Now, we have utilities and environmental organizations selling smart meters.

Just as crude oil had some good uses, especially the production of kerosene at the time, so do smart meters.

Smart meters can help utilities identify outages and save on the cost of reading meters.

Some publications, such as intelligentutility, continue to sell the shady side of smart meters, just like the snake oil salesman of yore.

A recent article in intelligentutility is about Dynamic Pricing.

The sale’s pitch is that Dynamic Pricing will allow consumers to base their usage of electricity on the cost of electricity at various times during the day, because smart meters will provide them with real-time pricing information so that consumers can cut back on usage when prices are high and save on their electric bills.

While theoretically true, it’s terribly misleading. Smart meters and Dynamic Pricing won’t help consumers very much, especially if they have to pay for their installation.

This is what happened in Illinois, when the state legislature allowed Exelon’s subsidiary to increase its rates to pay for the installation of smart meters, even though Exelon would save a great deal of money by eliminating meter readers.

Most articles about Dynamic Pricing and smart meters dwell on air-conditioning.

This is because air-conditioning is the only appliance where significant savings can be realized, but only if consumers are willing to be uncomfortable on hot days.

Dynamic Pricing also has interesting issues pertaining to how the prices are set. The objective is to have high prices during periods of high demand, and low prices during off-peak hours.

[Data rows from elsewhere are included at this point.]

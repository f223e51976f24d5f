use tokio::sync::mpsc;
use tracing::warn;

use crate::action::Action;

/// Cloneable, fire-and-forget handle for sending actions to a running store.
#[derive(Debug, Clone)]
pub struct ActionDispatcher {
    tx: mpsc::Sender<Action>,
}

impl ActionDispatcher {
    pub fn new(tx: mpsc::Sender<Action>) -> Self {
        Self { tx }
    }

    /// Queues `action`. Never blocks; a full or closed queue drops it.
    pub fn dispatch(&self, action: Action) {
        let name = action.name();
        if let Err(e) = self.tx.try_send(action) {
            warn!(action = name, error = %e, "Dropped action");
        }
    }
}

The dilemma is whether to completely reflect the cost of incremental power generation during peak periods or to merely have sufficiently high prices during peak periods to persuade people to cut back on their usage of electricity.

For the price to accurately reflect the cost of generating electricity at the margin during peak periods, it could easily be several dollars per kWh, compared with the average price of around 10 cents per kWh now.

That high a price would certainly get people to turn off their air-conditioners and sweat through the summer, but I doubt that people would be very happy.

The question then becomes, what is the price where consumption becomes price sensitive? This will vary between households, but some bureaucrat will have to make a decision based on some statistical calculation.

A third decision will also have to be made as to the time frame during which these prices are in effect. Should the rate change every minute, every ten minutes, every hour or only between night and day time hours?

The municipal utility, SRP, serving Phoenix, has tried to answer these questions. At SRP, 22% of residential customers are on a seasonal Time-of-Use plan with a seven-hour window that extends from 1 pm to 8 pm during summer months and 5 pm to 9 pm the remainder of the year.

SRP has established a price of approximately 21 cents /kWh for peak periods, and approximately 6.5 cents /kWh for off-peak hours. The normal rate is approximately 11.6 cents /kWh for those not on the plan.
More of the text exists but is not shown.